My goal for losing weight this time around is to make it sustainable and learn to live a life that will last me for years after I've reached my goal weight. For that to happen, I can't eliminate entire food groups, like carbohydrates, because I can't stay away from bread and pasta forever. Yeah, I could probably do it for a year or two, but not forever. As soon as I bring carbs back into my life, I'll most likely gain weight and/or have to learn how to moderate it then. I'd rather do the learning now instead of putting it off until I'm (hypothetically) thinner.

Another thing I'd like to avoid is eating the stereotypical diet foods like mashed cauliflower instead of mashed potatoes or Crystal Light instead of the occasional soda. Normal-sized people eat full-fat ice cream and mashed potatoes and manage to stay normal. I have a regular metabolism, so why shouldn't I be able to do that? (Besides the obvious...because I'm losing weight and need a calorie deficit to make that happen.)

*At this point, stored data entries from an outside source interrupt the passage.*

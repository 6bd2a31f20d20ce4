use std::{fmt, str::FromStr};

use serde::{Deserialize, Serialize};

#[derive(Debug, Clone, Copy, PartialEq, Eq, Hash, Default, Serialize, Deserialize)]
pub enum Category {
    Restaurant,
    Retail,
    Service,
    Healthcare,
    Entertainment,
    Accommodation,
    Education,
    Automotive,
    Finance,
    #[default]
    Uncategorized,
}

impl Category {
    pub fn as_str(&self) -> &'static str {
        match self {
            Category::Restaurant => "Restaurant",
            Category::Retail => "Retail",
            Category::Service => "Service",
            Category::Healthcare => "Healthcare",
            Category::Entertainment => "Entertainment",
            Category::Accommodation => "Accommodation",
            Category::Education => "Education",
            Category::Automotive => "Automotive",
            Category::Finance => "Finance",
            Category::Uncategorized => "Uncategorized",
        }
    }

    pub fn is_default(&self) -> bool {
        *self == Category::Uncategorized
    }
}

impl fmt::Display for Category {
    fn fmt(&self, f: &mut fmt::Formatter<'_>) -> fmt::Result {
        f.write_str(self.as_str())
    }
}

impl FromStr for Category {
    type Err = String;

    fn from_str(s: &str) -> Result<Self, Self::Err> {
        let all = [
            Category::Restaurant,
            Category::Retail,
            Category::Service,
            Category::Healthcare,
            Category::Entertainment,
            Category::Accommodation,
            Category::Education,
            Category::Automotive,
            Category::Finance,
            Category::Uncategorized,
        ];
        all.into_iter()
            .find(|c| c.as_str().eq_ignore_ascii_case(s.trim()))
            .ok_or_else(|| format!("{} is not a known category", s))
    }
}

#[derive(Debug, Clone, PartialEq, Deserialize, Serialize)]
pub struct CategoryRule {
    pub category: Category,
    pub keywords: Vec<String>,
}

impl CategoryRule {
    fn new(category: Category, keywords: &[&str]) -> Self {
        CategoryRule {
            category,
            keywords: keywords.iter().map(|k| k.to_string()).collect(),
        }
    }
}

/// Rules are evaluated in order; the first one with a matching keyword wins.
pub fn default_rules() -> Vec<CategoryRule> {
    vec![
        CategoryRule::new(
            Category::Restaurant,
            &[
                "restaurant", "cafe", "café", "diner", "food", "pizza", "pizzeria", "burger",
                "bar", "grill", "kitchen", "bistro", "bakery", "steakhouse", "sushi", "taqueria",
            ],
        ),
        CategoryRule::new(
            Category::Healthcare,
            &[
                "hospital", "clinic", "dentist", "dental", "pharmacy", "medical", "health",
                "wellness", "therapy", "physiotherapy", "doctor", "optometrist",
            ],
        ),
        CategoryRule::new(
            Category::Accommodation,
            &["hotel", "motel", "inn", "resort", "lodging", "bnb", "guesthouse", "hostel"],
        ),
        CategoryRule::new(
            Category::Education,
            &["school", "university", "college", "academy", "training", "education", "tutoring"],
        ),
        CategoryRule::new(
            Category::Automotive,
            &["car", "auto", "automotive", "mechanic", "dealership", "tire", "tyre", "car wash"],
        ),
        CategoryRule::new(
            Category::Finance,
            &["bank", "finance", "insurance", "accounting", "accountant", "financial", "credit"],
        ),
        CategoryRule::new(
            Category::Entertainment,
            &[
                "theater", "theatre", "cinema", "museum", "park", "gym", "fitness",
                "entertainment", "venue", "bowling", "arcade",
            ],
        ),
        CategoryRule::new(
            Category::Retail,
            &[
                "store", "shop", "boutique", "market", "supermarket", "mall", "retail",
                "clothing", "fashion", "grocery",
            ],
        ),
        CategoryRule::new(
            Category::Service,
            &[
                "salon", "spa", "repair", "cleaning", "consulting", "service", "agency", "studio",
                "barber", "plumber", "electrician", "laundry",
            ],
        ),
    ]
}

struct CompiledRule {
    category: Category,
    phrases: Vec<Vec<String>>,
}

pub struct Classifier {
    rules: Vec<CompiledRule>,
}

impl Default for Classifier {
    fn default() -> Self {
        Classifier::from_rules(default_rules())
    }
}

impl Classifier {
    pub fn from_rules(rules: Vec<CategoryRule>) -> Self {
        let rules = rules
            .into_iter()
            .map(|rule| CompiledRule {
                category: rule.category,
                phrases: rule
                    .keywords
                    .iter()
                    .map(|k| tokenize(k))
                    .filter(|tokens| !tokens.is_empty())
                    .collect(),
            })
            .collect();

        Classifier { rules }
    }

    /// The category hint is consulted first, then the business name, then the
    /// place introduction.
    pub fn classify(
        &self,
        category_hint: Option<&str>,
        name: &str,
        introduction: Option<&str>,
    ) -> Category {
        [
            category_hint.unwrap_or_default(),
            name,
            introduction.unwrap_or_default(),
        ]
            .iter()
            .map(|text| tokenize(text))
            .filter(|tokens| !tokens.is_empty())
            .find_map(|tokens| self.match_tokens(&tokens))
            .unwrap_or_default()
    }

    fn match_tokens(&self, tokens: &[String]) -> Option<Category> {
        self.rules
            .iter()
            .find(|rule| {
                rule.phrases
                    .iter()
                    .any(|phrase| tokens.windows(phrase.len()).any(|w| w == phrase.as_slice()))
            })
            .map(|rule| rule.category)
    }
}

/// Lowercased words with plural endings stripped. Compounds such as
/// "autohaus" stay a single word and match nothing.
fn tokenize(text: &str) -> Vec<String> {
    text.to_lowercase()
        .split(|c: char| !c.is_alphanumeric())
        .filter(|t| !t.is_empty())
        .map(stem)
        .collect()
}

fn stem(word: &str) -> String {
    let len = word.chars().count();
    if len > 4 {
        if let Some(root) = word.strip_suffix("ies") {
            return format!("{}y", root);
        }
    }
    if len > 3 && !["ss", "us", "is"].iter().any(|end| word.ends_with(end)) {
        if let Some(root) = word.strip_suffix('s') {
            return root.to_string();
        }
    }
    word.to_string()
}

#[cfg(test)]
mod tests {
    use super::{Category, CategoryRule, Classifier};

    #[test]
    fn hint_drives_classification() {
        let classifier = Classifier::default();

        assert_eq!(
            classifier.classify(Some("Pizza restaurant"), "Lou Malnati's", None),
            Category::Restaurant
        );
        assert_eq!(
            classifier.classify(Some("Dental clinic"), "Smile Bar", None),
            Category::Healthcare
        );
    }

    #[test]
    fn name_is_used_when_hint_does_not_match() {
        let classifier = Classifier::default();

        assert_eq!(
            classifier.classify(Some("Point of interest"), "Wicker Park Bowling", None),
            Category::Entertainment
        );
        assert_eq!(classifier.classify(None, "Chicago Auto Repair", None), Category::Automotive);
    }

    #[test]
    fn keywords_match_whole_words_only() {
        let classifier = Classifier::default();

        // "barber" must not hit the restaurant keyword "bar", nor "cardinal" hit "car".
        assert_eq!(classifier.classify(None, "Cardinal Barber", None), Category::Service);
    }

    #[test]
    fn plural_words_match_singular_keywords() {
        let classifier = Classifier::default();

        assert_eq!(classifier.classify(Some("Pizzas"), "", None), Category::Restaurant);
        assert_eq!(
            classifier.classify(None, "Lakeview Bakeries", None),
            Category::Restaurant
        );
        assert_eq!(
            classifier.classify(Some("Cleaning services"), "", None),
            Category::Service
        );
        // "wellness" keeps its trailing s.
        assert_eq!(classifier.classify(None, "Wellness", None), Category::Healthcare);
        assert_eq!(classifier.classify(None, "Autohaus Schmidt", None), Category::Uncategorized);
    }

    #[test]
    fn introduction_is_the_last_resort() {
        let classifier = Classifier::default();

        assert_eq!(
            classifier.classify(
                Some("Point of interest"),
                "The Loop Corner",
                Some("Family-run bakery serving kolaches since 1988.")
            ),
            Category::Restaurant
        );
        assert_eq!(
            classifier.classify(
                Some("Hotel"),
                "The Loop Corner",
                Some("Family-run bakery serving kolaches since 1988.")
            ),
            Category::Accommodation
        );
    }

    #[test]
    fn unmatched_input_falls_back_to_default() {
        let classifier = Classifier::default();

        let category = classifier.classify(Some(""), "Zyxx Holdings", None);

        assert_eq!(category, Category::Uncategorized);
        assert!(category.is_default());
        assert_eq!(classifier.classify(None, "", None), Category::Uncategorized);
    }

    #[test]
    fn custom_rule_table_with_phrases() {
        let classifier = Classifier::from_rules(vec![CategoryRule {
            category: Category::Automotive,
            keywords: vec!["car wash".to_string()],
        }]);

        assert_eq!(classifier.classify(Some("Self-service car wash"), "", None), Category::Automotive);
        assert_eq!(classifier.classify(Some("car dealer"), "", None), Category::Uncategorized);
    }

    #[test]
    fn category_parses_case_insensitively() {
        assert_eq!("restaurant".parse::<Category>(), Ok(Category::Restaurant));
        assert_eq!("Uncategorized".parse::<Category>(), Ok(Category::Uncategorized));
        assert!("Bakery".parse::<Category>().is_err());
    }
}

I can't always control what is being served to me at dinner parties, restaurants, or a cafeteria, and therefore it will most likely be the farthest thing from diet food. As a result, I want to be able to function in the real food world without always worrying about full-fat meals being put in front of me. This doesn't mean I will always order the 4-cheese macaroni and cheese bowl every time because my skinny friend does it. But I don't want to be that person who doesn't go out to eat with people or avoids dinner parties because I'm worrying about what will be served.

So the question becomes, how do I eat fewer calories without changing my diet? I guess it all comes down to portion control, will-power, exercise, and moderation. I can still have my gnocchi but I won't make it the main part of my meal. Baking cookies can still be fun and delicious, except I won't be eating the entire batch of cookie dough in one sitting*. And that beer will cost me an extra 15 minutes on the bike. I'm okay with those things because they all seem so normal, while having spaghetti squash instead of pasta just isn't.

None of this will be easy but I am seriously getting the hang of it slowly but surely. I still slip up occasionally and sometimes I can't resist the allure of that chocolate bar on the coffee table. But I try to make sure I earn my nights out and don't eat more calories than my body burns. If I learn to survive and be happy on 1500-1600 calories of normal food now, I can definitely keep that up for longer than this diet will last. As I get thinner I'll lose weight more slowly if I keep with these calorie goals, but I can offset that by exercising more. Or by that point I will have learned to get more bang for my buck with regards to food so dropping to 1200-1300 calories won't be so shocking for my body. And when I get to a more manageable weight, I do plan on being more active. My out-of-shapeness is holding me back from doing things right now, and I hate that.

Maybe I'm being incredibly naive and should embrace this new life of "dieting". Maybe I just need to suck it up and accept that I will no longer have those potatoey mashed potatoes. But I really don't want to. I want to be normal in the food world because for as long as I can remember I've been the opposite of that. I've worried too much about my weight and about what I eat and I'm so sick of it.

I know that food and choosing what I put into my mouth will always be a problem for me, and I will always struggle with my weight in one way or another. But I'd like to minimize this crap by at least eating normal foods, maybe less of them and less frequently, but normal foods nonetheless. I can't be on a "diet" forever, so why should I be on one now? It simply goes against everything I hope to accomplish with this current lifestyle change, one that seems to be working...for now at least.

*Notice the positive verbs I'm using here? "Can" instead of "can't" and "won't" instead of "can't"? It's been shown that people who use power words have better success with whatever they're trying to achieve.

And I can totally see that. Saying I can't do something is depriving myself of it and when I feel deprived, I don't continue with the "diet". So now I just don't do things instead of not being able to do things. It's worked surprisingly well for me.